As an artist, restricted in early 2020 to the confines of my domestic space, my bathroom – especially as the colder winter months set in – offered a space of calm, comfort, warmth and reflection. The way this simple space is configured means that the soap-holder and the sculptural, bodily characteristic of the soap itself sit within my immediate field of vision, as a focal point of contemplation. Although I’d noticed and even snapped the sculptural qualities of the soap in the past, the deeply reflective mode brought on by the pandemic extended this observation to another ‘place’, a liminal one. In this two-by-two meter room of relative calm, I began to photographically consider and explore the presence and plasticity of the generic consumer object of a bar of soap, an item I’d very much taken for granted until the advent of the Covid era elevated its usefulness and meaning in such pronounced and highly mediatised ways.
Photography is a mode I often use to collect and reflect on various aspects of possible artistic projects. Its uncomplicated immediacy as an instrument and medium offered a useful way to capture, and then dwell on and convey, my musings on something I’d spent little to no time thinking about critically before. The potent relationship between soap, a visible ‘tool’ and its mechanics and capability to dispel an in-visible virus, warding off vectors of disease and, at worst, death, have preoccupied me since.

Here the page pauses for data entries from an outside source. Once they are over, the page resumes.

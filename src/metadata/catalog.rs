use std::{fs, path::Path, sync::Arc};

use indexmap::IndexMap;
use serde::Deserialize;

use crate::{
    generator::{CompileError, CompileResult},
    metadata::{EntitySet, Facets, Member, PrimitiveKind, RowType, TypeUsage},
};

/// Entity sets known to the caller, keyed by name (case-insensitive).
///
/// The catalog is only a convenience for building trees: the compiler reads
/// everything it needs from the `EntitySet` a `Scan` carries.
#[derive(Debug, Clone, Default)]
pub struct Catalog {
    sets: IndexMap<String, Arc<EntitySet>>,
}

#[derive(Debug, Deserialize)]
struct CatalogDocument {
    entity_sets: Vec<EntitySetDocument>,
}

#[derive(Debug, Deserialize)]
struct EntitySetDocument {
    name: String,
    #[serde(default)]
    table: Option<String>,
    #[serde(default)]
    defining_query: Option<String>,
    #[serde(default)]
    keys: Vec<String>,
    members: Vec<MemberDocument>,
}

#[derive(Debug, Deserialize)]
struct MemberDocument {
    name: String,
    #[serde(rename = "type")]
    kind: PrimitiveKind,
    #[serde(flatten)]
    facets: Facets,
}

impl Catalog {
    pub fn new() -> Self {
        Self::default()
    }

    /// Register a set, replacing any set with the same name.
    pub fn add(&mut self, set: EntitySet) -> Arc<EntitySet> {
        let set = Arc::new(set);
        self.sets.insert(set.name.to_ascii_lowercase(), set.clone());
        set
    }

    pub fn get(&self, name: &str) -> Option<Arc<EntitySet>> {
        self.sets.get(&name.to_ascii_lowercase()).cloned()
    }

    pub fn len(&self) -> usize {
        self.sets.len()
    }

    pub fn is_empty(&self) -> bool {
        self.sets.is_empty()
    }

    pub fn iter(&self) -> impl Iterator<Item = &Arc<EntitySet>> {
        self.sets.values()
    }

    /// Parse a catalog document:
    ///
    /// ```json
    /// { "entity_sets": [
    ///     { "name": "Processes", "table": "Win32_Process", "keys": ["Handle"],
    ///       "members": [ { "name": "Handle", "type": "String", "max_length": 64 } ] }
    /// ] }
    /// ```
    pub fn from_json_str(text: &str) -> CompileResult<Self> {
        let doc: CatalogDocument = serde_json::from_str(text)
            .map_err(|e| CompileError::Catalog(format!("invalid catalog document: {e}")))?;

        let mut catalog = Catalog::new();
        for set in doc.entity_sets {
            if set.name.trim().is_empty() {
                return Err(CompileError::Catalog("entity set with an empty name".into()));
            }
            let members = set
                .members
                .into_iter()
                .map(|m| Member::new(&m.name, TypeUsage::with_facets(m.kind, m.facets)))
                .collect();
            let element = RowType::new(members);
            if let Some(missing) = set.keys.iter().find(|k| element.member(k).is_none()) {
                return Err(CompileError::Catalog(format!(
                    "key '{missing}' is not a member of '{}'",
                    set.name
                )));
            }

            let mut entity = EntitySet::new(&set.name, element);
            entity.table = set.table;
            entity.defining_query = set.defining_query;
            entity.keys = set.keys;
            catalog.add(entity);
        }
        Ok(catalog)
    }

    pub fn from_json_file(path: impl AsRef<Path>) -> CompileResult<Self> {
        let path = path.as_ref();
        let text = fs::read_to_string(path)
            .map_err(|e| CompileError::Catalog(format!("could not read {}: {e}", path.display())))?;
        Self::from_json_str(&text)
    }
}

#[cfg(test)]
mod tests {
    use super::*;
    use std::fs::File;
    use std::io::Write;
    use tempfile::TempDir;

    const DOC: &str = r#"{
        "entity_sets": [
            { "name": "Processes", "table": "Win32_Process", "keys": ["Handle"],
              "members": [
                { "name": "Handle", "type": "String", "max_length": 64, "unicode": false },
                { "name": "ProcessId", "type": "Int64" },
                { "name": "WorkingSetSize", "type": "Decimal", "precision": 20, "scale": 0 }
              ] },
            { "name": "Services", "defining_query": "SELECT * FROM Win32_Service",
              "members": [ { "name": "Name", "type": "String" } ] }
        ]
    }"#;

    #[test]
    fn parses_sets_members_and_facets() {
        let catalog = Catalog::from_json_str(DOC).unwrap();
        assert_eq!(catalog.len(), 2);

        let processes = catalog.get("processes").unwrap();
        assert_eq!(processes.store_name(), "Win32_Process");
        assert_eq!(processes.keys, vec!["Handle".to_string()]);

        let handle = processes.element.member("handle").unwrap();
        let facets = handle.ty.facets().unwrap();
        assert_eq!(facets.max_length, Some(64));
        assert!(!facets.is_unicode());

        let services = catalog.get("Services").unwrap();
        assert_eq!(services.defining_query.as_deref(), Some("SELECT * FROM Win32_Service"));
    }

    #[test]
    fn rejects_unknown_key_members() {
        let doc = r#"{ "entity_sets": [ { "name": "T", "keys": ["Id"],
            "members": [ { "name": "Name", "type": "String" } ] } ] }"#;
        match Catalog::from_json_str(doc) {
            Err(CompileError::Catalog(msg)) => assert!(msg.contains("'Id'")),
            other => panic!("expected catalog error, got {other:?}"),
        }
    }

    #[test]
    fn rejects_malformed_json() {
        assert!(matches!(Catalog::from_json_str("[1, 2"), Err(CompileError::Catalog(_))));
    }

    #[test]
    fn loads_from_file() {
        let temp_dir = TempDir::new().unwrap();
        let file_path = temp_dir.path().join("catalog.json");
        let mut file = File::create(&file_path).unwrap();
        file.write_all(DOC.as_bytes()).unwrap();

        let catalog = Catalog::from_json_file(&file_path).unwrap();
        assert!(catalog.get("Processes").is_some());
    }

    #[test]
    fn missing_file_is_a_catalog_error() {
        let temp_dir = TempDir::new().unwrap();
        let result = Catalog::from_json_file(temp_dir.path().join("nope.json"));
        assert!(matches!(result, Err(CompileError::Catalog(_))));
    }
}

In the series of nine photographs comprising this work, the soap-bar, an ostensibly simple readymade, is placed centre stage in a deadpan manner, in the mode of conceptual photography. This portrayal of a common, relatively cheap, accessible and seemingly unremarkable everyday consumer item opens it up to other forms of reflection and projection. Upon engaging this work, what is suggested within each of the nine photographs as well as relationally, between and across the image ‘field’, is a complication of the conventions of the signifier-signified axis.
In the photographs, the soap’s different ‘poses’ introduce a performative quality to the subject under investigation. This strategy of depiction introduces the potential for lightness and humour, even sensuality. These qualities are all generative and affirming aspects of daily life, desperately necessary, it seems to me, during a time of grave concern, uncertainty, anxiety and loss on a personal and universal scale. Such qualities may inform ways for us to frame and reframe ideas of wellbeing both individually and collectively. The soap is, at the same time though, true to its material nature, slippery and ambivalent. Its traditional significance attached to comfort and cleanliness has been severely tilted towards highlighting and even embodying registers of discomfort and perpetual anxiety. In these photographic depictions, soap can be simultaneously read as homely and uncanny. Its existence offers comfort, yes, but each time we use it its vanishing becomes more inevitable, an apt metaphor for the way that each time we use – or misuse – our lives and environments, their respective vanishings become more certain. The single-point perspective of these serial photographs is reinforced by the gridded materiality of the ageing and dated bathroom tiles that diminish towards the vanishing point of each of the images. Both the slow entropic creep of the shrinking soap and the diminishing perspective in the images in this series amplifies a harsh reality. Namely that of a looming ‘vanishing point’ made all too real by the philosophical dispositions we’ve been collectively and individually thrust into when it comes to the ways we now consider, protect and value our current – and strangely endless – uncertain reality.